In other words: Conservatives want colleges to be a safe space, while liberals want the individual mind to be a safe space.

I agree with both of them. The trouble is that, for many liberals, college is where the mind first meets the road. They’re no longer protected by their parents or guardians, and they have to negotiate whatever comes at them on their own. That’s the whole point of thing.

But they’re also kids, and they’re gonna screw up once in a while, and sometimes when they do, someone’s going to get hurt and come out of the hospital wearing a neck brace. That’s what happens when kids screw up.

What’s important is what happens next. How do the adults around them model  what they could have done instead?

It sounds to me like both the protestors (staff and students) and the event planners (staff and students) handled the pre-game perfectly. They discussed the controversy with each other in a rational manner, and when they saw they would never persuade the other to do exactly what they wanted, they made plans for a potential conflict. The protestors considered the situation and decided a combination of “simultaneous dialogue” (i.e., using their numbers to speak over Dr. Murray) and general protests would be best. The event planners anticipated the protestors’ moves (to some extent) and reacted accordingly, hiring outside security and preparing alternative ways for Dr. Murray’s speech to continue (retiring to a quieter room and broadcasting his words to the audience via livestream).

This is where character and leadership comes in. The Middlebury protestors, like the Berkley protestors before them, are trying to convince the media that “outside agitators” started the violence. I have no idea whether this is true or not. I suspect in some ways it is, and in some ways it isn’t. I’m sure at least one Middlebury student partook in the violence, as I’m sure at least one person who is not a student at Middlebury partook in the violence.

Regardless, the protestors claim this because they want to believe that they have character, that Middlebury students wouldn’t resort to violence when they find themselves as part of mob. Again, this may or may not be true.

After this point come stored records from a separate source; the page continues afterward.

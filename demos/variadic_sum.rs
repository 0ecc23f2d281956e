use const_switch::const_switch;

/// Adds the matched case to every forwarded argument, however many there are.
struct Sum;

#[const_switch(cases = [20, 30], variadic)]
impl Sum {
    fn when<const V: i32>(args: &[i32]) -> i32 {
        V + args.iter().sum::<i32>()
    }

    fn otherwise(_: i32, _: &[i32]) -> i32 {
        0
    }
}

fn main() {
    assert_eq!(Sum::dispatch(20, &[]), 20);
    assert_eq!(Sum::dispatch(30, &[50, 20]), 100);
    assert_eq!(Sum::dispatch(30, &[50, 20, 0, 0, 0, 1]), 101);
    assert_eq!(Sum::dispatch(40, &[1]), 0);
    println!("Done!");
}
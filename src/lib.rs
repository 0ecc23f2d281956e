#![doc = include_str!(concat!(env!("CARGO_MANIFEST_DIR"), "/README.md"))]

// Lets expansions refer to `::const_switch` from inside this crate as well.
extern crate self as const_switch;

mod error;

pub use const_switch_macros::const_switch;
pub use error::UnknownCase;

/// Items used by the code `#[const_switch]` generates. Not public API.
#[doc(hidden)]
pub mod __private {
    use crate::UnknownCase;

    /// Default fallback of a dispatcher of type `T`.
    #[cold]
    pub fn unknown_case<T: ?Sized>() -> UnknownCase {
        let dispatcher = core::any::type_name::<T>();
        tracing::debug!(target: "const_switch", dispatcher, "no declared case matched");
        UnknownCase::new(dispatcher)
    }
}
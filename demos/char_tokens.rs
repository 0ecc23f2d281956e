use const_switch::const_switch;

#[derive(Debug, PartialEq)]
enum Token {
    Plus,
    Minus,
    Star,
    Ident(char),
}

struct Lexer;

#[const_switch(cases = ['+', '-', '*'])]
impl Lexer {
    fn when<const C: char>() -> Token {
        match C {
            '+' => Token::Plus,
            '-' => Token::Minus,
            _ => Token::Star,
        }
    }

    fn otherwise(c: char) -> Token {
        Token::Ident(c.to_ascii_lowercase())
    }

    // Treats `x` as multiplication too.
    fn compare(case: &char, value: &char) -> bool {
        case == value || (*case == '*' && value.eq_ignore_ascii_case(&'x'))
    }
}

fn main() {
    let tokens: Vec<_> = "a+B-cXd*".chars().map(Lexer::dispatch).collect();
    assert_eq!(
        tokens,
        vec![
            Token::Ident('a'),
            Token::Plus,
            Token::Ident('b'),
            Token::Minus,
            Token::Ident('c'),
            Token::Star,
            Token::Ident('d'),
            Token::Star,
        ]
    );
    println!("{:?}", tokens);
}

But it provides the college with an opportunity to have the students practice the art of remaining an individual when standing in the middle of a mob, and then the art of leading that mob to achieve positive ends in a positive way. What should a Middlebury student have done when the protest grew beyond its planning committee’s control?

With the Internet and social media, mobs move too fast for anyone to control them. That’s how you get the Arab Spring. That’s how you get Ferguson.

I think liberals everywhere would agree that the Arab Spring and Ferguson definitely needed to happen. And that more of them need to and will happen in the future.

But how can tomorrow’s liberal leaders thrive in such an incredibly dynamic environment, where for every organized march on Washington, there’s three dozen half-organized, mob-overrun affairs?

The next generation must be able to navigate the grassroots world they’re moving into, a world where even the President of the United States bypasses traditional channels of communication in favor of Twitter. It may be true that, unless you’ve got millions of dollars (not necessarily your own), you can’t stand at a podium and have a microphone all to yourself; but its also true that for a few dozen bucks a month, you can stand with your smart phone and have a microphone the size of the Internet.

But in that world, how does someone lead when everyone is talking at once?

That’s what our youth activists need to learn, and that’s what our colleges need to teach them (interestingly, the sociology professor who was invited to defend the protestors on the radio dedicates at least part of his research to “exploring how anarchists organize online”).

Should Dr. Murray have been invited to speak on Middlebury’s campus? Should the protestors have been able to outshout him? Those questions are beside the point.

The question is: what should they have done next? The event planners planned to face resistance. In the future, youth activists should plan to face it too.